Moins de clics, plus de chic
"Les A.F. Vandevorst, Dries Van Noten, Christian Wijnants, les Six d'Anvers, Raf Simons ou Martin Margiela ont commencé avant l'émergence des réseaux sociaux et ils se distinguaient par la singularité de leur identité." Bianca Quets Luzi met en perspective l’importance de leur indépendance. "Ces maisons pouvaient coller à leur ADN sans se soucier de boards leur imposant des clics et des ventes." Rester des entreprises à taille humaine leur offre de la flexibilité et de l'intégrité. "Quand on n'a pas à rendre de comptes à des actionnaires, on est plus libre. Lorsque nous travaillions avec Raf Simons chez Calvin Klein, nous avons constaté à quel point ce business est différent lorsqu'il dépend d'une grosse société. C'est pareil pour la plupart des créateurs japonais.

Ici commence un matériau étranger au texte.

/// Validation connections should not hang forever.
const VALIDATION_TIMEOUT: Duration = Duration::from_secs(30);

/// Cross-thread control surface of one listener.
#[derive(Debug, Default)]
pub struct ListenerHandle {
    shutdown: AtomicBool,
    reposition: Mutex<Option<StartPosition>>,
    closer: Mutex<Option<ChannelCloser>>,
    /// Binlog file the session is currently reading, maintained across
    /// rotates so offset-only repositioning knows its file.
    current_file: Mutex<String>,
}

impl ListenerHandle {
    fn close_socket(&self) {
        if let Some(closer) = &*self.closer.lock().unwrap() {
            closer.close();
        }
    }

    fn set_closer(&self, closer: Option<ChannelCloser>) {
        *self.closer.lock().unwrap() = closer;
    }

    pub fn request_shutdown(&self) {
        self.shutdown.store(true, Ordering::SeqCst);
        self.close_socket();
    }

    pub fn is_shutdown(&self) -> bool {
        self.shutdown.load(Ordering::SeqCst)
    }

    fn request_reposition(&self, start: StartPosition) {
        *self.reposition.lock().unwrap() = Some(start);
        self.close_socket();
    }

    fn take_reposition(&self) -> Option<StartPosition> {
        self.reposition.lock().unwrap().take()
    }

    fn set_current_file(&self, file: &str) {
        *self.current_file.lock().unwrap() = file.to_string();
    }

    pub fn current_file(&self) -> String {
        self.current_file.lock().unwrap().clone()
    }
}

/// External control of a running listener: repositioning and shutdown.
/// Repositioning validates the new coordinates on a temporary
/// connection first; the running session is only disturbed once the new
/// position is known to exist.
#[derive(Debug, Clone)]
pub struct ListenerController {
    options: ConnectionOptions,
    handle: Arc<ListenerHandle>,
}

impl ListenerController {
    pub fn set_position(&self, file: &str, offset: u64) -> TbrResult<()> {
        let mut conn = self.validation_connection()?;
        let logs = conn.fetch_binary_logs()?;
        conn.disconnect();

        let size = logs
            .iter()
            .find(|(name, _)| name == file)
            .map(|(_, size)| *size)
            .ok_or_else(|| {
                TbrError::OutOfRange(format!("Binlog file {} is not on the server", file))
            })?;
        if offset > size {
            return Err(TbrError::OutOfRange(format!(
                "Offset {} is past the end of {} (size {})",
                offset, file, size
            )));
        }

        self.handle.request_reposition(StartPosition::FileOffset {
            file: file.to_string(),
            offset,
        });
        Ok(())
    }

    /// Reposition within the file the session currently reads.
    pub fn set_position_offset(&self, offset: u64) -> TbrResult<()> {
        let file = self.handle.current_file();
        if file.is_empty() {
            return Err(TbrError::OutOfRange(
                "No current binlog file to reposition in".to_string(),
            ));
        }
        self.set_position(&file, offset)
    }

    pub fn set_position_gtid(&self, gtid: &Gtid) -> TbrResult<()> {
        // validate credentials and dialect, then cancel and reconnect
        let mut conn = self.validation_connection()?;
        let server_type = conn.server_type();
        conn.disconnect();

        if gtid.server_type() != server_type {
            return Err(TbrError::Config(format!(
                "Cannot position a {} server with a {} gtid",
                server_type.name(),
                gtid.server_type().name()
            )));
        }

        let start = match server_type {
            ServerType::MariaDb => StartPosition::MariaGtid(gtid.string()),
            _ => StartPosition::MySqlGtid(gtid.string()),
        };
        self.handle.request_reposition(start);
        Ok(())
    }

    pub fn shutdown(&self) {
        self.handle.request_shutdown();
    }

    fn validation_connection(&self) -> TbrResult<Connection> {
        let mut options = self.options.clone();
        options.read_timeout = Some(VALIDATION_TIMEOUT);
        let mut conn = Connection::new(options);
        conn.connect()?;
        Ok(conn)
    }
}

enum SessionEnd {
    Shutdown,
    Reposition(StartPosition),
    /// Stream ended; Some carries the terminal incident message.
    Ended(Option<String>),
}

enum ResolvedStart {
    FileOffset { file: String, offset: u64 },
    Gtid(Gtid),
}

/// One replication listener: a long lived client that attaches to a
/// server as a replica, decodes its binlog stream, and drives the
/// content handler pipeline that keeps the consistency registry
/// current. Runs on its own thread; `run` returns when the stream ends,
/// a fatal error occurs, or shutdown is requested.
pub struct ReplicationListener {
    spec: ListenerSpec,
    options: ConnectionOptions,
    registry: Arc<ConsistencyRegistry>,
    cursors: Arc<CursorBoard>,
    handle: Arc<ListenerHandle>,
}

Ils brillent par une créativité sans marketing. Beaucoup de marques belges ont peu de boutiques, mais elles leur appartiennent à 100 %. Les créateurs peuvent se consacrer à la culture d'une identité authentique." Tournée vers la construction d’une cohérence éthique, Toos Franken souligne à propos de sa collection automne-hiver: "Je l’ai appelée “le show”, parce que dans la mode, on parle beaucoup d'engagement, de philosophie, mais au final on doit vendre. Nos meilleures intentions finissent souvent diluées dans les impératifs commerciaux. Très personnelle, ma mode est l'expression de ma “quiet voice”." Si le luxe discret séduit depuis longtemps, entre conviction sincère et posture élitiste, sa traduction en indémodable avant-garde demeure, pour les créateurs belges, la matérialisation du sublime, murmuré.